You’re Not You – Co-Written by Shana Feste
Academy Award-winner Hilary Swank (Boys Don’t Cry, Million Dollar Baby) and rapidly
rising star Emmy Rossum (Shameless) intertwine in You’re Not You, a
surprisingly funny, defiantly unsentimental, and starkly moving portrait of a
high-stakes friendship between two women — one literally in need of a voice, the
other discovering the full power of hers.

Awake: The Life of Yogananda (doc) – Co-Directed by Lisa Leeman
This feature documentary explores the life and teachings of Paramahansa
Yogananda, who authored the spiritual classic Autobiography of a Yogi, which
has sold millions of copies worldwide and is a go-to book for seekers,
philosophers and yoga enthusiasts today.
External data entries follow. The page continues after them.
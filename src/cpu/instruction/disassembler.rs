// (c) 2023 John A. Breaux
// This code is licensed under MIT license (see LICENSE for details)

//! A disassembler for Chip-8 opcodes
use super::Insn;
use owo_colors::{OwoColorize, Style};

/// Disassembles Chip-8 instructions
pub trait Disassembler {
    /// Disassemble a single instruction
    fn once(&self, insn: u16) -> String;
}

/// Disassembles Chip-8 instructions, printing them in the provided [owo_colors::Style]s
#[derive(Clone, Copy, Debug, PartialEq)]
pub struct Dis {
    /// Styles invalid instructions
    pub invalid: Style,
    /// Styles valid instruction
    pub normal: Style,
}

impl Dis {
    /// A [Dis] which doesn't style its output at all
    pub fn plain() -> Self {
        Self {
            invalid: Style::new(),
            normal: Style::new(),
        }
    }
}

impl Default for Dis {
    fn default() -> Self {
        Self {
            invalid: Style::new().bold().red(),
            normal: Style::new().green(),
        }
    }
}

impl Disassembler for Dis {
    /// # Examples
    /// ```rust
    /// # use chip8_vm::*;
    /// let dis = Dis::plain();
    /// assert!(dis.once(0x00e0).contains("cls"));
    /// assert!(dis.once(0x800f).contains("inval  800f"));
    /// ```
    fn once(&self, insn: u16) -> String {
        match Insn::try_from(insn) {
            Ok(insn) => format!("{}", insn.style(self.normal)),
            Err(_) => format!("{}", format_args!("inval  {insn:04x}").style(self.invalid)),
        }
    }
}
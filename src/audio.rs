// (c) 2023 John A. Breaux
// This code is licensed under MIT license (see LICENSE for details)

//! Tone output for the sound timer

/// Something which can make the Chip-8's one and only sound
pub trait Speaker {
    /// Emits one timer-tick's worth of tone. Fire and forget.
    fn pulse(&mut self);
    /// Stops the tone, once the sound timer runs out
    fn silence(&mut self) {}
}

/// A [Speaker] which makes no sound at all
#[derive(Clone, Copy, Debug, Default, PartialEq, Eq, Hash)]
pub struct Mute;

impl Speaker for Mute {
    fn pulse(&mut self) {}
}

#[cfg(feature = "beep")]
pub use beeper::Beeper;

#[cfg(feature = "beep")]
mod beeper {
    use super::Speaker;
    use owo_colors::OwoColorize;

    /// Drives the PC speaker through [beep]
    #[derive(Clone, Copy, Debug, PartialEq, Eq, Hash)]
    pub struct Beeper {
        /// Pitch of the tone, in Hz
        pub pitch: u16,
        beeping: bool,
    }

    impl Beeper {
        /// Creates a [Beeper] at the given pitch
        pub fn new(pitch: u16) -> Self {
            Self {
                pitch,
                beeping: false,
            }
        }
    }

    impl Default for Beeper {
        /// A high C
        fn default() -> Self {
            Self::new(2093)
        }
    }

    impl Beeper {
        /// Latches `beeping` once the speaker has done as it was told.
        /// Reports the failure and keeps the old state otherwise.
        fn settle<T, E: std::fmt::Display>(&mut self, result: Result<T, E>, beeping: bool) {
            match result {
                Ok(_) => self.beeping = beeping,
                Err(e) => eprintln!("{}", format_args!("audio: {e}").bold().red()),
            }
        }
    }

    impl Speaker for Beeper {
        fn pulse(&mut self) {
            if !self.beeping {
                self.settle(beep::beep(self.pitch), true);
            }
        }
        fn silence(&mut self) {
            if self.beeping {
                self.settle(beep::beep(0), false);
            }
        }
    }

}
It was the only book that Steve Jobs
had on his iPad, and he arranged to give away 800 copies of it to the
dignitaries who attended his memorial service. It was also a point of entry
into Eastern mysticism for George Harrison, Russell Simmons, and countless
yogis. By personalizing his own quest for enlightenment and sharing his
struggles along the path, Yogananda made ancient teachings accessible to a
modern audience, attracting many followers and ultimately helping millions of
seekers today to turn their attention inwards, bucking the temptations of the
material world in pursuit of self-realization.

October 17

Camp X-Ray
A young woman (Kristen Stewart) joins the military to be part of something bigger than herself and her small-town roots. But she ends up as a new guard at Guantanamo Bay instead, where her mission is far from black and white. Surrounded by hostile jihadists and aggressive squadmates, she strikes up an unusual friendship with one of the detainees. A story of two people, on opposite sides of a war, struggling to find their way through the ethical quagmire of Guantanamo Bay. And in the process, they form an unlikely bond that changes them both.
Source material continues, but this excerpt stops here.